The average spacing was 29.5 m, 18 m and 2.5 m for the ERS, ENVISAT and COSMO-SkyMed constellations, respectively. Similarly, the quality of the processed datasets and thus their reliability in determining stable areas increased from ERS to COSMO-SkyMed, as the standard deviations associated with the different datasets show: 1.9 mm/y for ERS, 1.54 mm/y for ENVISAT and 1.3 mm/y for COSMO-SkyMed.
In Figure 7, the white dots symbolize the class that corresponds to stable areas. PSs are more dense over the main transport infrastructures as in the harbor dock and breakwater and their distribution corresponds to the main orientation of the urbanized area, in a SW to NE direction. In accordance with the classification of PS velocities, it is evident that the highest velocity values are found on the dock and breakwater both ERS and ENVISAT. These areas appeared more stable in the last period covered by the COSMO-SkyMed data.
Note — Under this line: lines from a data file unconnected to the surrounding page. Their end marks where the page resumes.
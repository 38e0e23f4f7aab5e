//! Byte stream input for session channel scans.

use std::pin::Pin;
use std::sync::atomic::{AtomicU64, Ordering};
use std::sync::Arc;
use std::task::{Context, Poll};

use pin_project_lite::pin_project;
use tokio::io::{AsyncRead, ReadBuf};

/// Type-erased readable stream handed to a channel.
pub type ByteStream = Box<dyn AsyncRead + Send + Unpin>;

pin_project! {
    /// Reader wrapper that counts the bytes pulled through it.
    ///
    /// The counter is shared, so the size of a stream is still known after
    /// the reader itself has been moved into a channel and dropped.
    pub struct CountingReader<R> {
        #[pin]
        inner: R,
        count: Arc<AtomicU64>,
    }
}

impl<R> CountingReader<R> {
    /// Wraps `inner`, returning the reader and its byte counter.
    pub fn new(inner: R) -> (Self, Arc<AtomicU64>) {
        let count = Arc::new(AtomicU64::new(0));
        (
            Self {
                inner,
                count: Arc::clone(&count),
            },
            count,
        )
    }
}

impl<R: AsyncRead> AsyncRead for CountingReader<R> {
    fn poll_read(
        self: Pin<&mut Self>,
        cx: &mut Context<'_>,
        buf: &mut ReadBuf<'_>,
    ) -> Poll<std::io::Result<()>> {
        let this = self.project();
        let before = buf.filled().len();
        let poll = this.inner.poll_read(cx, buf);
        if let Poll::Ready(Ok(())) = &poll {
            let read = (buf.filled().len() - before) as u64;
            this.count.fetch_add(read, Ordering::Relaxed);
        }
        poll
    }
}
Additionally, note that in the DSGSD area there are a few scattered points characterized by greater displacements, corresponding to high negative values, both in the area north and southwest of the Olivieri viaduct, with velocities ranging from about −5 to −2 mm/year. This is most evident in the ENVISAT and COSMO-SkyMed datasets.
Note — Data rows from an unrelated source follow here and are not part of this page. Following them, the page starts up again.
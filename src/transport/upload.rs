//! Multipart upload transport.
//!
//! Posts a local file to the region-scoped scan endpoint in a single
//! request:
//!
//! ```text
//! POST https://{region}.api.insight.rapid7.com/ias/v1/scan
//! X-Api-Key: {api_key}
//! Content-Type: multipart/form-data; boundary=...
//!
//! file=<bytes>; filename="{display name}"; type=application/octet-stream
//! ```
//!
//! No retries happen here.

use crate::core::{ScanError, ScannerConfig};
use crate::transport::{read_json_response, request_error};

use reqwest::multipart::{Form, Part};
use secrecy::{ExposeSecret, SecretString};
use serde_json::Value;
use std::path::Path;

const API_KEY_HEADER: &str = "X-Api-Key";
const FILE_FIELD: &str = "file";
const OCTET_STREAM: &str = "application/octet-stream";

/// Response field overwritten with the display name.
pub const FILE_NAME_FIELD: &str = "fileName";

/// Client for the multipart upload endpoint.
#[derive(Debug, Clone)]
pub struct HttpUploader {
    client: reqwest::Client,
    url: String,
    api_key: SecretString,
}

impl HttpUploader {
    /// Creates an uploader that reuses an existing client.
    pub fn with_client(client: reqwest::Client, config: &ScannerConfig) -> Self {
        Self {
            client,
            url: config.upload_url(),
            api_key: config.api_key().clone(),
        }
    }

    /// Endpoint uploads are posted to.
    pub fn url(&self) -> &str {
        &self.url
    }

    /// Streams `path` under `display_name` and returns the parsed response.
    ///
    /// When the response is a JSON object its `fileName` is set to
    /// `display_name`, since the backend may echo a temporary name.
    pub async fn upload(&self, path: &Path, display_name: &str) -> Result<Value, ScanError> {
        let file = tokio::fs::File::open(path)
            .await
            .map_err(|e| ScanError::from_io(path, e))?;
        let size = file
            .metadata()
            .await
            .map_err(|e| ScanError::from_io(path, e))?
            .len();

        tracing::debug!(
            url = %self.url,
            file_name = %display_name,
            size = size,
            "Posting multipart scan request"
        );

        let part = Part::stream_with_length(reqwest::Body::from(file), size)
            .file_name(display_name.to_string())
            .mime_str(OCTET_STREAM)
            .map_err(|e| ScanError::transport(format!("failed to build multipart body: {e}")))?;
        let form = Form::new().part(FILE_FIELD, part);

        let response = self
            .client
            .post(&self.url)
            .header(API_KEY_HEADER, self.api_key.expose_secret())
            .multipart(form)
            .send()
            .await
            .map_err(|e| request_error(&self.url, e))?;

        let mut body = read_json_response(response).await?;
        if let Some(object) = body.as_object_mut() {
            object.insert(
                FILE_NAME_FIELD.to_string(),
                Value::String(display_name.to_string()),
            );
        }
        Ok(body)
    }
}

/// Name sent with an upload: the explicit name, else the path's base name.
pub fn display_name(path: &Path, name: Option<&str>) -> String {
    match name.filter(|n| !n.is_empty()) {
        Some(name) => name.to_string(),
        None => path
            .file_name()
            .map(|n| n.to_string_lossy().into_owned())
            .unwrap_or_else(|| path.display().to_string()),
    }
}

#[cfg(test)]
mod tests {
    use super::*;

    #[test]
    fn test_display_name_prefers_explicit_name() {
        let path = Path::new("/tmp/upload-3f9a.bin");
        assert_eq!(display_name(path, Some("report.pdf")), "report.pdf");
    }

    #[test]
    fn test_display_name_falls_back_to_base_name() {
        let path = Path::new("/tmp/upload-3f9a.bin");
        assert_eq!(display_name(path, None), "upload-3f9a.bin");
        assert_eq!(display_name(path, Some("")), "upload-3f9a.bin");
    }

    fn uploader(config: &ScannerConfig) -> HttpUploader {
        HttpUploader::with_client(reqwest::Client::new(), config)
    }

    #[test]
    fn test_uploader_uses_configured_url() {
        let config = ScannerConfig::new("eu-1", "key");
        let uploader = uploader(&config);
        assert_eq!(
            uploader.url(),
            "https://eu-1.api.insight.rapid7.com/ias/v1/scan"
        );
    }

    #[tokio::test]
    async fn test_upload_missing_file() {
        let config = ScannerConfig::new("eu-1", "key");
        let err = uploader(&config)
            .upload(Path::new("/definitely/not/here.txt"), "here.txt")
            .await
            .unwrap_err();
        assert!(matches!(err, ScanError::FileNotFound { .. }));
    }
}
Due to the higher density of PSs on the infrastructures and therefore the higher reliability of the PSI measurements with respect to them, a more detailed analysis was carried out on the structural components (approach spans and center span) of the four viaducts of the A3 highway: Madonna del Monte, Olivieri, Caiafa and Madonna degli Angeli (Figure 8a).
For each polygon analyzed, which identifies the structural parts of the viaduct, a minimum of 3 points were considered for the ERS and Envisat data and a number between 15 and 40 for COSMO-SkyMed; the coherence of the variance values of the average velocity of each single point was also considered.
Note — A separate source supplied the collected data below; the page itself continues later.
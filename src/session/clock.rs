//! Timestamp source for scan results.

use chrono::{DateTime, Utc};
use std::sync::Mutex;

/// Wall clock that never goes backwards.
///
/// Results from one session carry non-decreasing timestamps even if the
/// system clock is stepped back between scans.
#[derive(Debug, Default)]
pub struct MonotonicClock {
    last: Mutex<Option<DateTime<Utc>>>,
}

impl MonotonicClock {
    /// Creates a new clock.
    pub fn new() -> Self {
        Self::default()
    }

    /// Returns the current time, clamped to the last value handed out.
    pub fn now(&self) -> DateTime<Utc> {
        self.observe(Utc::now())
    }

    fn observe(&self, now: DateTime<Utc>) -> DateTime<Utc> {
        let mut last = self
            .last
            .lock()
            .unwrap_or_else(|poisoned| poisoned.into_inner());
        let stamp = match *last {
            Some(previous) if previous > now => previous,
            _ => now,
        };
        *last = Some(stamp);
        stamp
    }
}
The average velocity for each structural component has been computed (Figure 8b). Due to the lower density of the ERS and ENVISAT datasets, it was not always possible to classify some parts (classified as “No_DATA” in the color scale), whereas the higher PS density of the COSMO-SkyMed dataset allowed the classification of all structural parts.
As shown in Figure 8b, as for the Madonna degli Angeli viaduct the velocity values are very low, mostly below the accuracy. Additionally, the Caiafa viaduct results stable over time.
The Olivieri viaduct shows a significant acceleration in the last period, reaching deformation rates up to −3.7 mm/year. As for the Madonna del Monte viaduct, moderate velocities (less than −1.5 mm/yr) were observed, decreasing in the last period. This deceleration is small in the approach spans while the central spans reach a steady state with an average velocity of 0 mm/year.
Functional to the analysis of the displacement trends, the processing output for each constellation also consist of the historical series for the PS points that fall on the spans of the viaducts (Figure 9). Linear trends for all observation intervals of the series being analyzed were computed by using a first degree polynomial function of the temporal variable “yr” as the interpolation model. The least squares method was used to estimate the coefficients. Figure 9 also reports the “rate” value that is the estimated slope coefficient of the equation. A polynomial model with constant coefficients well represents the global trend of the historical series referred to the whole temporal interval of observation. The sample mean of the displacements in the observation interval is almost zero, which means that the cyclical component has a zero mean value in the whole observation interval.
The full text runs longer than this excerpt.